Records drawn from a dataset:
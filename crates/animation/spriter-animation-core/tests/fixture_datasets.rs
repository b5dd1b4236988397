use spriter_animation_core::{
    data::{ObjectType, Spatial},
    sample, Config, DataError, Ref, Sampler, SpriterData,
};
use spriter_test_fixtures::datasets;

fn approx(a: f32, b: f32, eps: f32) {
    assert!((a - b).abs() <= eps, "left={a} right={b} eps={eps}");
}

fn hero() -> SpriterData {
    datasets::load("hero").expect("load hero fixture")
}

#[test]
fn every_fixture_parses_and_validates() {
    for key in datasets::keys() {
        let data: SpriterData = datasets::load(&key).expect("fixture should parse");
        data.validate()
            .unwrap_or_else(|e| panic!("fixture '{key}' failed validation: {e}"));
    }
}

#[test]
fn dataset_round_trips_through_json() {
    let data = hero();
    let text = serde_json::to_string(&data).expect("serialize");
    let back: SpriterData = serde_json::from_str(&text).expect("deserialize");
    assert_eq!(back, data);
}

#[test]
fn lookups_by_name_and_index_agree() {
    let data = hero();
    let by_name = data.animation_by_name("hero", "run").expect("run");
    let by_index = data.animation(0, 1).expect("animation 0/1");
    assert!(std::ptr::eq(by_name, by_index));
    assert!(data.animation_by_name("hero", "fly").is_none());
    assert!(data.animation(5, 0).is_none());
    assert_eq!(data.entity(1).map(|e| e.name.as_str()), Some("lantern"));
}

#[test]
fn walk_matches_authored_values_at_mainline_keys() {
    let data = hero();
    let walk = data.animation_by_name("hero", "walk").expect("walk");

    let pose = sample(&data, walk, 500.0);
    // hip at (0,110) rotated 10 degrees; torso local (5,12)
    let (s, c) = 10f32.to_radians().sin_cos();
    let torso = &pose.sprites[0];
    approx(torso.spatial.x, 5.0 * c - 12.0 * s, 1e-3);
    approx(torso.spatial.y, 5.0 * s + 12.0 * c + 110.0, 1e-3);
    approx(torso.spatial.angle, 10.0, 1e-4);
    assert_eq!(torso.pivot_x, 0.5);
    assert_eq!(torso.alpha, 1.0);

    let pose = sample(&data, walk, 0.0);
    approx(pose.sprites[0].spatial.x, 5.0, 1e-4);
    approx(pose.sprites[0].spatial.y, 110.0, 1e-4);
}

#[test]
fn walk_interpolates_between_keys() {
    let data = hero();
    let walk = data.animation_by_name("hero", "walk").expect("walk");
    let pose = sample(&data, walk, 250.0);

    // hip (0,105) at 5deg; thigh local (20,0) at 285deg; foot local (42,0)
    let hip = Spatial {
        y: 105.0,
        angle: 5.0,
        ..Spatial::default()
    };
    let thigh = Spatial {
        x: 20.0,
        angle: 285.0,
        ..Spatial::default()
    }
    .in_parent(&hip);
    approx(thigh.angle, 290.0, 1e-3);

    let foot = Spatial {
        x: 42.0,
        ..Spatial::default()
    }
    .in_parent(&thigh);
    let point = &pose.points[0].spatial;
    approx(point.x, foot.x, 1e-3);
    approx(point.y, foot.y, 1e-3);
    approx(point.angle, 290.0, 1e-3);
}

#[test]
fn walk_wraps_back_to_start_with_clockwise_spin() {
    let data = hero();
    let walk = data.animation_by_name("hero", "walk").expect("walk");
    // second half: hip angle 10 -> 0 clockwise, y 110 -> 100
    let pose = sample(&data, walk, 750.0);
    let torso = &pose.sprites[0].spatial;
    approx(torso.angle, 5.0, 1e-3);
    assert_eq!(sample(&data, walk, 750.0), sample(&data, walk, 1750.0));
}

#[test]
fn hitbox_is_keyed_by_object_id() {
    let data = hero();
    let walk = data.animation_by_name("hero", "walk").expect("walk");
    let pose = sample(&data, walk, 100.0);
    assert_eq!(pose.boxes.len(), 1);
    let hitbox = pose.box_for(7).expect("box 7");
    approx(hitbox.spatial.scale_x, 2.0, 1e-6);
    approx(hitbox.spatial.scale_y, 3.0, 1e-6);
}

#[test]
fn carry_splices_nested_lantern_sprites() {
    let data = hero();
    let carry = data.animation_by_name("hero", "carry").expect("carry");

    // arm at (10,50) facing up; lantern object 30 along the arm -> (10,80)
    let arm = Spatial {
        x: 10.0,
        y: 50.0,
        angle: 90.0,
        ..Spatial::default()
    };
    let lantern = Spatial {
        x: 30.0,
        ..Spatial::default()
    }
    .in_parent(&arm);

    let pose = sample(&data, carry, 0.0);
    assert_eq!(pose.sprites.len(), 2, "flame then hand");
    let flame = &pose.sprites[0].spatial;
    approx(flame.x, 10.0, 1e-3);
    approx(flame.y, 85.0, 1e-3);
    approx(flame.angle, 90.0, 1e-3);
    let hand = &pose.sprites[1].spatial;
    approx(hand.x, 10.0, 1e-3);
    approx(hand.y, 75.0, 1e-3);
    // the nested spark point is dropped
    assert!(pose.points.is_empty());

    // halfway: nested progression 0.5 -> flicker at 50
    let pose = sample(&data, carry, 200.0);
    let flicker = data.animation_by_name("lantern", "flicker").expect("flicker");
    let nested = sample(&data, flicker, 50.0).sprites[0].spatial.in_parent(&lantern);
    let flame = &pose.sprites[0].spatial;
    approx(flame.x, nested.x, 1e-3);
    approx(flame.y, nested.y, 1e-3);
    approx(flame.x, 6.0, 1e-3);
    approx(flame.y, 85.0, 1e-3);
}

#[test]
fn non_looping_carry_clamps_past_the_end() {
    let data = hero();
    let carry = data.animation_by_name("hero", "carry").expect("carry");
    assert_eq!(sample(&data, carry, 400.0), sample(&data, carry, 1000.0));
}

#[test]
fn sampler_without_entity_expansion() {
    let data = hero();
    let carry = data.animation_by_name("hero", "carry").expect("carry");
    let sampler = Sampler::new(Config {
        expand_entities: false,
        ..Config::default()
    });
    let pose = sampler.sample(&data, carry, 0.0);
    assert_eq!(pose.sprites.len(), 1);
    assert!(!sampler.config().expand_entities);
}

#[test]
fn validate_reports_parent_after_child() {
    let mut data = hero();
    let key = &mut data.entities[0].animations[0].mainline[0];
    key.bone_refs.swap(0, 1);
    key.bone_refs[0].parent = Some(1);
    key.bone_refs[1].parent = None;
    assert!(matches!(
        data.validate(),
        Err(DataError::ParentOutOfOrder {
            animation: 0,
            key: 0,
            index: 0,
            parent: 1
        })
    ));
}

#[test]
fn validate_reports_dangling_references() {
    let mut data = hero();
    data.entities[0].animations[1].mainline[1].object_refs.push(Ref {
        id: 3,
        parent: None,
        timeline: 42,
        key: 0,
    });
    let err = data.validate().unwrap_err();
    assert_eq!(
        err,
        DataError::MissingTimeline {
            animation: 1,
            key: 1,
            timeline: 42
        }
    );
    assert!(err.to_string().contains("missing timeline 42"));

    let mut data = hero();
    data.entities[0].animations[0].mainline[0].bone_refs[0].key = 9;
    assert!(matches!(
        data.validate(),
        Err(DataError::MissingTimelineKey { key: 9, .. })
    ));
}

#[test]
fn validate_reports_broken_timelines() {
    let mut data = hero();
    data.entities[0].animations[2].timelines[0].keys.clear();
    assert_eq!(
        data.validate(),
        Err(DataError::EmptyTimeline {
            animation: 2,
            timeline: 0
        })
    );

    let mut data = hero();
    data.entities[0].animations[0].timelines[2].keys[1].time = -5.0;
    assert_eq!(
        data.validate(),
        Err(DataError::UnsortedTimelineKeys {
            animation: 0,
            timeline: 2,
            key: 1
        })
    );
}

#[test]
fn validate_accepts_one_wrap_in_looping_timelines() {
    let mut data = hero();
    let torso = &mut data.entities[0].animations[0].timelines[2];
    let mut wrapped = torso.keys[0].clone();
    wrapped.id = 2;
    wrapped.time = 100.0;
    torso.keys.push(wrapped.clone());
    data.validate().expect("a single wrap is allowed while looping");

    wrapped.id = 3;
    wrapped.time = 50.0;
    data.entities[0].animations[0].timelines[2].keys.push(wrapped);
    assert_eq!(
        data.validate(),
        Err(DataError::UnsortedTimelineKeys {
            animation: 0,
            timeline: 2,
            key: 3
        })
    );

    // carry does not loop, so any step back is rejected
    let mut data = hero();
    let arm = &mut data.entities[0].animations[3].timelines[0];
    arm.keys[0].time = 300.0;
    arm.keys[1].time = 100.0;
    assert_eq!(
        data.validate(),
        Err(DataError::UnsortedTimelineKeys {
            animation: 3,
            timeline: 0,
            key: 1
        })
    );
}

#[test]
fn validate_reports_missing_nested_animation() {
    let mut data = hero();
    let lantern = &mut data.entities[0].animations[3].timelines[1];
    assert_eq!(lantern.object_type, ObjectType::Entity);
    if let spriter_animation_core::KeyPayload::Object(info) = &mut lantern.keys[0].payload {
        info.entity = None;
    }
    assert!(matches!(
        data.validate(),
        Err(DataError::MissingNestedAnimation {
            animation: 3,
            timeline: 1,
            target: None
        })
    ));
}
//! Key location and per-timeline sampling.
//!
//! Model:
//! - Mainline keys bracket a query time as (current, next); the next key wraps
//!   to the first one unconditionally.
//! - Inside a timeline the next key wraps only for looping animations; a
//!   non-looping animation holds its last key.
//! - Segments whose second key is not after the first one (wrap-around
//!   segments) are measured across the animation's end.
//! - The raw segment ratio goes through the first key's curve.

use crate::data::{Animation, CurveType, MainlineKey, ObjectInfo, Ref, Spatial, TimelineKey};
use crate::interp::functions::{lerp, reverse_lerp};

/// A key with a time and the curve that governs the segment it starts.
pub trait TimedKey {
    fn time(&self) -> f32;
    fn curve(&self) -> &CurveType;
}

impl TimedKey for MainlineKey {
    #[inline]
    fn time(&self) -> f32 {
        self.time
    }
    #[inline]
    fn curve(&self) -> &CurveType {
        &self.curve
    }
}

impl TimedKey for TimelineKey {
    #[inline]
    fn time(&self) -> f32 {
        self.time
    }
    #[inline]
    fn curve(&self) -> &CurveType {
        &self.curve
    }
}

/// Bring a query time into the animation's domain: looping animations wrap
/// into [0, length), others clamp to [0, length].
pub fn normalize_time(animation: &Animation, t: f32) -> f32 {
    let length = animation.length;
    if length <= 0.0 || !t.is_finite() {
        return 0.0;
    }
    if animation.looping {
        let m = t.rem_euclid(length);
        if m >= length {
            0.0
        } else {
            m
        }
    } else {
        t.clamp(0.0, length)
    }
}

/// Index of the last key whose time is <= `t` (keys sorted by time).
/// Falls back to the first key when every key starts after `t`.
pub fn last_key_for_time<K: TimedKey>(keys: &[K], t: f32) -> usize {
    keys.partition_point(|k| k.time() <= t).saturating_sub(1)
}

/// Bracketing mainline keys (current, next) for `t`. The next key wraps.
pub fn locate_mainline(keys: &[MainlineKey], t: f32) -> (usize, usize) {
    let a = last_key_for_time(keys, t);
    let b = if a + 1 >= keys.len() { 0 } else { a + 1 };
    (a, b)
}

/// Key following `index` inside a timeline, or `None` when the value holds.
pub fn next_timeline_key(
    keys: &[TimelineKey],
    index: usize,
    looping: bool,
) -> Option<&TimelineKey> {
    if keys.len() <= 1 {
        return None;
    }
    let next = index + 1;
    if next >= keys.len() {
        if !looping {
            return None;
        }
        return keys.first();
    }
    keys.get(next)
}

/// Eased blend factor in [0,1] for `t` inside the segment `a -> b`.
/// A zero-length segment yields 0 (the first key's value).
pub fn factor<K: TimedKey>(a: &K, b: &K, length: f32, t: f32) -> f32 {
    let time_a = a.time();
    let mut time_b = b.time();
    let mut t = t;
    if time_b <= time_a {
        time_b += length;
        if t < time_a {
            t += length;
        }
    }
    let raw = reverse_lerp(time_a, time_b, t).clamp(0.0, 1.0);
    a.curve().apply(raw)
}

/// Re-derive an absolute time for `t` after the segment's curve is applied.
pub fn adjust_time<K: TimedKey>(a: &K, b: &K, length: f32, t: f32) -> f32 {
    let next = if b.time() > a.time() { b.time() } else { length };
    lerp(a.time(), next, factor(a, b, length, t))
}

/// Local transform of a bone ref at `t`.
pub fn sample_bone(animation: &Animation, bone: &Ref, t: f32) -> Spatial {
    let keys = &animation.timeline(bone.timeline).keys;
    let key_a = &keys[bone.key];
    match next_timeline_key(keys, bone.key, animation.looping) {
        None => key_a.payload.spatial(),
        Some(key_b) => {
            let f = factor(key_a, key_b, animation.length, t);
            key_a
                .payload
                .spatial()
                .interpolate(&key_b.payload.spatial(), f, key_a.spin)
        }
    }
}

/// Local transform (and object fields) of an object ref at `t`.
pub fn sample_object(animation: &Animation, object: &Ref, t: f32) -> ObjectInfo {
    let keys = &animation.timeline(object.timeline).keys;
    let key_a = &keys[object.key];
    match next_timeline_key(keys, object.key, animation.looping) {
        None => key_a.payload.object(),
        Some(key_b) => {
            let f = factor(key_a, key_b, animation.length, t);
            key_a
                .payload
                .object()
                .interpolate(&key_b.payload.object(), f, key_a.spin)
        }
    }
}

### DESCRIPTION OF THE TASK:
Look for the word "text" in the data, then return every line that contains it.

### EXERCISE SOLUTION:
    let text = serde_json::to_string(&data).expect("serialize");
    let back: SpriterData = serde_json::from_str(&text).expect("deserialize");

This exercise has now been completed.